WASHINGTON – Congresswoman Jahana Hayes (CT-05) and Congressman Brian Fitzpatrick (PA-01) introduced bipartisan legislation designating and celebrating the week of April 25 through April 29, 2022, as “National Specialized Instructional Support Personnel Appreciation Week.” Schools are home to more than one million specialized instructional support personnel across the United States. This includes school counselors, social workers, psychologists, nurses, occupational and physical therapists, speech-language pathologists, audiologists, and more.
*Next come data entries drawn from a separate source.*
//! Environment signal sources.
//!
//! The classifier never reads platform globals itself. Everything it looks at
//! comes through an [`EnvironmentProbe`], so a browser bridge, an HTTP
//! client-hints adapter and a test fixture are interchangeable.

use std::fmt;
use std::path::Path;
use std::str::FromStr;

use serde::{Deserialize, Serialize};

use crate::error::{Error, Result};

/// Viewport geometry at probe time.
#[derive(Debug, Clone, Copy, PartialEq, Serialize, Deserialize)]
#[serde(rename_all = "camelCase")]
pub struct Viewport {
    pub width: u32,
    pub height: u32,
    pub pixel_ratio: f64,
}

/// Raw touch capability signals.
#[derive(Debug, Clone, Copy, PartialEq, Eq, Default)]
pub struct TouchSignals {
    /// The runtime exposes touch start events.
    pub touch_events: bool,
    /// Reported maximum simultaneous touch points, if exposed.
    pub max_touch_points: Option<u32>,
}

impl TouchSignals {
    /// Touch events, or at least one reported touch point.
    pub fn supported(&self) -> bool {
        self.touch_events || self.max_touch_points.is_some_and(|points| points > 0)
    }
}

/// Runtime feature checks used to spot very old environments.
#[derive(Debug, Clone, Copy, PartialEq, Eq)]
pub struct RuntimeFeatures {
    pub animation_frame: bool,
    pub promises: bool,
}

impl RuntimeFeatures {
    pub const fn modern() -> Self {
        Self {
            animation_frame: true,
            promises: true,
        }
    }

    /// Missing either feature marks a legacy runtime.
    pub fn is_legacy(&self) -> bool {
        !self.animation_frame || !self.promises
    }
}

impl Default for RuntimeFeatures {
    fn default() -> Self {
        Self::modern()
    }
}

/// Network effective connection type (Network Information API `effectiveType`).
#[derive(Debug, Clone, Copy, PartialEq, Eq, Hash, Serialize, Deserialize)]
#[serde(from = "String", into = "String")]
pub enum EffectiveConnectionType {
    Slow2g,
    TwoG,
    ThreeG,
    FourG,
    /// Any value the classifier has no rule for.
    Unknown,
}

impl EffectiveConnectionType {
    pub fn as_str(&self) -> &'static str {
        match self {
            Self::Slow2g => "slow-2g",
            Self::TwoG => "2g",
            Self::ThreeG => "3g",
            Self::FourG => "4g",
            Self::Unknown => "unknown",
        }
    }

    /// `slow-2g` and `2g`.
    pub fn is_very_slow(&self) -> bool {
        matches!(self, Self::Slow2g | Self::TwoG)
    }
}

impl fmt::Display for EffectiveConnectionType {
    fn fmt(&self, f: &mut fmt::Formatter<'_>) -> fmt::Result {
        f.write_str(self.as_str())
    }
}

impl FromStr for EffectiveConnectionType {
    type Err = Error;

    fn from_str(s: &str) -> Result<Self> {
        match s.trim().trim_matches('"').to_ascii_lowercase().as_str() {
            "slow-2g" => Ok(Self::Slow2g),
            "2g" => Ok(Self::TwoG),
            "3g" => Ok(Self::ThreeG),
            "4g" => Ok(Self::FourG),
            other => Err(Error::InvalidHint(format!("effective type '{other}'"))),
        }
    }
}

impl From<String> for EffectiveConnectionType {
    fn from(value: String) -> Self {
        value.parse().unwrap_or(Self::Unknown)
    }
}

impl From<EffectiveConnectionType> for String {
    fn from(value: EffectiveConnectionType) -> Self {
        value.as_str().to_string()
    }
}

/// Source of the capability signals consumed by the classifier.
///
/// Every optional signal returns `None` when the environment does not expose
/// it; absence selects a fallback branch and is never an error.
pub trait EnvironmentProbe {
    fn viewport(&self) -> Viewport;

    fn touch(&self) -> TouchSignals;

    /// Primary input can hover (`(hover: hover)`).
    fn hover(&self) -> bool;

    /// Approximate device memory in GB.
    fn memory_hint(&self) -> Option<f64>;

    /// Logical core count.
    fn core_hint(&self) -> Option<u32>;

    fn network_hint(&self) -> Option<EffectiveConnectionType>;

    /// User asked for reduced motion (`prefers-reduced-motion: reduce`).
    fn prefers_reduced_motion(&self) -> bool;

    fn runtime_features(&self) -> RuntimeFeatures {
        RuntimeFeatures::modern()
    }
}

/// A plain record of every signal, as a browser bridge or test would capture it.
///
/// Field names follow the browser APIs they mirror. Any field left out of a
/// JSON document takes its default: a modern 1920x1080 non-touch desktop with
/// hover and no hardware hints.
#[derive(Debug, Clone, PartialEq, Serialize, Deserialize)]
#[serde(rename_all = "camelCase", default)]
pub struct EnvironmentSnapshot {
    pub screen_width: u32,
    pub screen_height: u32,
    #[serde(skip_serializing_if = "Option::is_none")]
    pub pixel_ratio: Option<f64>,
    pub touch_events: bool,
    #[serde(skip_serializing_if = "Option::is_none")]
    pub max_touch_points: Option<u32>,
    pub has_hover: bool,
    #[serde(skip_serializing_if = "Option::is_none")]
    pub device_memory: Option<f64>,
    #[serde(skip_serializing_if = "Option::is_none")]
    pub hardware_concurrency: Option<u32>,
    #[serde(skip_serializing_if = "Option::is_none")]
    pub effective_type: Option<EffectiveConnectionType>,
    pub prefers_reduced_motion: bool,
    pub has_animation_frame: bool,
    pub has_promise: bool,
}

impl Default for EnvironmentSnapshot {
    fn default() -> Self {
        Self {
            screen_width: 1920,
            screen_height: 1080,
            pixel_ratio: None,
            touch_events: false,
            max_touch_points: None,
            has_hover: true,
            device_memory: None,
            hardware_concurrency: None,
            effective_type: None,
            prefers_reduced_motion: false,
            has_animation_frame: true,
            has_promise: true,
        }
    }
}

impl EnvironmentSnapshot {
    pub fn from_json(json: &str) -> Result<Self> {
        Ok(serde_json::from_str(json)?)
    }

    /// Load a snapshot from a JSON file.
    pub fn from_path(path: impl AsRef<Path>) -> Result<Self> {
        let data = std::fs::read_to_string(path)?;
        Self::from_json(&data)
    }
}

impl EnvironmentProbe for EnvironmentSnapshot {
    fn viewport(&self) -> Viewport {
        Viewport {
            width: self.screen_width,
            height: self.screen_height,
            pixel_ratio: self.pixel_ratio.unwrap_or(1.0),
        }
    }

    fn touch(&self) -> TouchSignals {
        TouchSignals {
            touch_events: self.touch_events,
            max_touch_points: self.max_touch_points,
        }
    }

    fn hover(&self) -> bool {
        self.has_hover
    }

    fn memory_hint(&self) -> Option<f64> {
        self.device_memory
    }

    fn core_hint(&self) -> Option<u32> {
        self.hardware_concurrency
    }

    fn network_hint(&self) -> Option<EffectiveConnectionType> {
        self.effective_type
    }

    fn prefers_reduced_motion(&self) -> bool {
        self.prefers_reduced_motion
    }

    fn runtime_features(&self) -> RuntimeFeatures {
        RuntimeFeatures {
            animation_frame: self.has_animation_frame,
            promises: self.has_promise,
        }
    }
}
“Specialized instruction support staff are the unsung heroes of our schools. They work behind the scenes to ensure both students and teachers can succeed. I know it would have been impossible to do my job as a teacher without them,” said Congresswoman Hayes. “The road to full pandemic recovery warrants critical investments in school support systems. Students and families deserve access to robust networks of social workers, school psychologists, occupational therapists, counselors, nurses and more. Now is the time to reaffirm our national commitment to the work of support staff.”

“I am proud to once again join my colleague Rep. Hayes to introduce the Specialized Instructional Support Personnel (SISP) Week resolution,” said Congressman Fitzpatrick. “We must show our immense gratitude to the over one million men and women who serve as SISP and provide essential services to ensure our students have the resources they need to succeed.”

Support personnel provide students with prevention and early intervention services to reduce barriers to learning. Congresswoman Hayes and her colleagues commend these vital professionals who provide students with critical support at school.

This resolution builds on the Save Education Jobs Act, a bill introduced by Congresswoman Hayes to save nearly 4 million education jobs, spur economic growth in the midst of an economic crisis and help mitigate the impacts of students’ learning loss as a result of the COVID-19 pandemic. Funding from the Save Education Jobs Act would go towards protecting the jobs of teachers, school leaders, school psychologists, social workers, nurses, bus drivers, paraprofessionals, librarians, and more. Local school districts would also be able to use this funding to hire more teachers for specialized instructional support personnel to meet their increased need during the unprecedented transition to hybrid or distance learning during the COVID-19 pandemic. 


Congresswoman Jahana Hayes sits on the Committees on Education & Labor and Agriculture and proudly represents Connecticut’s 5th District. She was a public school teacher in Connecticut for more than 15 years and was recognized in 2016 as the National Teacher of the Year.